Do you know how many weather API calls you're making per minute? What's your cache hit rate? How many locations have users created this week? These are business metrics — the numbers that tell you whether your application is actually working.
The MetricsService
The Weather Microservice centralizes all custom business metrics in a single service:
// MetricsService.java
@Service
@Slf4j
public class MetricsService {
private final Counter weatherApiCallsTotal;
private final Counter forecastApiCallsTotal;
private final Counter cacheHitsTotal;
private final Counter cacheMissesTotal;
private final Counter locationsCreatedTotal;
private final Counter weatherRecordsSavedTotal;
private final Counter forecastRecordsSavedTotal;
private final Timer externalApiResponseTime;
public MetricsService(MeterRegistry meterRegistry) {
this.weatherApiCallsTotal =
Counter.builder("weather.api.calls.total")
.description("Total number of weather API calls")
.tag("api", "weatherapi")
.register(meterRegistry);
this.forecastApiCallsTotal =
Counter.builder("forecast.api.calls.total")
.description("Total number of forecast API calls")
.tag("api", "weatherapi")
.register(meterRegistry);
this.cacheHitsTotal =
Counter.builder("cache.hits.total")
.description("Total number of cache hits")
.register(meterRegistry);
this.cacheMissesTotal =
Counter.builder("cache.misses.total")
.description("Total number of cache misses")
.register(meterRegistry);
this.locationsCreatedTotal =
Counter.builder("locations.created.total")
.description("Total number of locations created")
.register(meterRegistry);
this.weatherRecordsSavedTotal =
Counter.builder("weather.records.saved.total")
.description("Total number of weather records saved to database")
.register(meterRegistry);
this.forecastRecordsSavedTotal =
Counter.builder("forecast.records.saved.total")
.description("Total number of forecast records saved to database")
.register(meterRegistry);
this.externalApiResponseTime =
Timer.builder("external.api.response.time")
.description("External API response time")
.tag("api", "weatherapi")
.register(meterRegistry);
}
}
Here's what's going on with these design choices:
Counters vs. Timers
The service uses two types of Micrometer meters:
Counters — Monotonically increasing values. They only go up. Perfect for counting events: API calls made, cache hits, records saved. You use counters with rate() functions in your dashboards to see "how many per second."

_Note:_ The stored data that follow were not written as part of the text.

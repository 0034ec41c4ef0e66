//! Common regex patterns for reimbursement statements.

use lazy_static::lazy_static;
use regex::Regex;

/// A delimiter that may wrap dates and rates in marked documents: any single
/// character that is not a letter, digit, whitespace or parenthesis.
pub const ANY_MARKER: &str = r"[^\p{L}\p{N}\s()]";

/// dd/mm/yyyy with incidental whitespace around the slashes.
pub const DATE_FIELD: &str = r"\d{2}\s*/\s*\d{2}\s*/\s*\d{4}";

/// Uppercase care label (letters, spaces, periods).
pub const LABEL_FIELD: &str = r"[\p{Lu}\s.]+?";

/// Care code between parentheses.
pub const CODE_FIELD: &str = r"[^)]+";

/// Comma-decimal amount such as `50,00`.
pub const AMOUNT_FIELD: &str = r"\d+,\d+";

/// Percentage such as `70%`.
pub const RATE_FIELD: &str = r"\d+%";

lazy_static! {
    // Any run of whitespace, including line breaks and NBSP
    pub static ref WHITESPACE_RUN: Regex = Regex::new(r"\s+").unwrap();

    // Compacted date: 15/03/2024
    pub static ref DATE_DMY: Regex = Regex::new(
        r"^(\d{2})/(\d{2})/(\d{4})$"
    ).unwrap();

    // Amount with an optional comma decimal part: 50,00 or 70
    pub static ref AMOUNT_TEXT: Regex = Regex::new(
        r"^\d+(?:,\d+)?$"
    ).unwrap();
}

Timers — Record the duration of operations. The externalApiResponseTime timer tracks how long external API calls take. Timers automatically calculate percentiles, mean, max, and count — giving you both "how many" and "how fast" from a single meter.
The Tag System
Notice the tag("api", "weatherapi") on the API call counters. Tags (also called labels in Prometheus) let you add dimensions to your metrics without creating separate metric names. If you later add a second weather provider, you'd use tag("api", "openweathermap") and the same metric name, then filter or group by tag in your dashboards.
Builder Pattern in Constructor
All metrics are created in the constructor and stored as fields. This is a deliberate pattern:
- Metrics are registered once — No risk of accidentally registering the same metric twice (which would throw an error)
- Fail-fast — If Micrometer configuration is wrong, you'll know at startup, not at the first API call
- No overhead on hot paths — The
increment()calls are simple field accesses, no registry lookups
Recording Methods: Clean API for Business Code
The service exposes clean recording methods that other services call:
public void recordWeatherApiCall() {
weatherApiCallsTotal.increment();
}
public void recordCacheHit() {
cacheHitsTotal.increment();
}
public void recordWeatherRecordsSaved(int count) {
weatherRecordsSavedTotal.increment(count);
}
public void recordExternalApiResponseTime(long durationMillis) {
externalApiResponseTime.record(durationMillis, TimeUnit.MILLISECONDS);
}
public <T> T recordExternalApiCall(java.util.function.Supplier<T> task) {
return externalApiResponseTime.record(task);
}
The recordExternalApiCall(Supplier<T>) method is the one I like most — it wraps any operation and automatically measures its duration:
// Usage in WeatherApiClient:
WeatherApiResponse response = metricsService.recordExternalApiCall(
() -> restClient.get()
.uri("/current.json?key={key}&q={location}", apiKey, location)
.retrieve()
.body(WeatherApiResponse.class)
);
One line, automatic timing, no manual stopwatch needed.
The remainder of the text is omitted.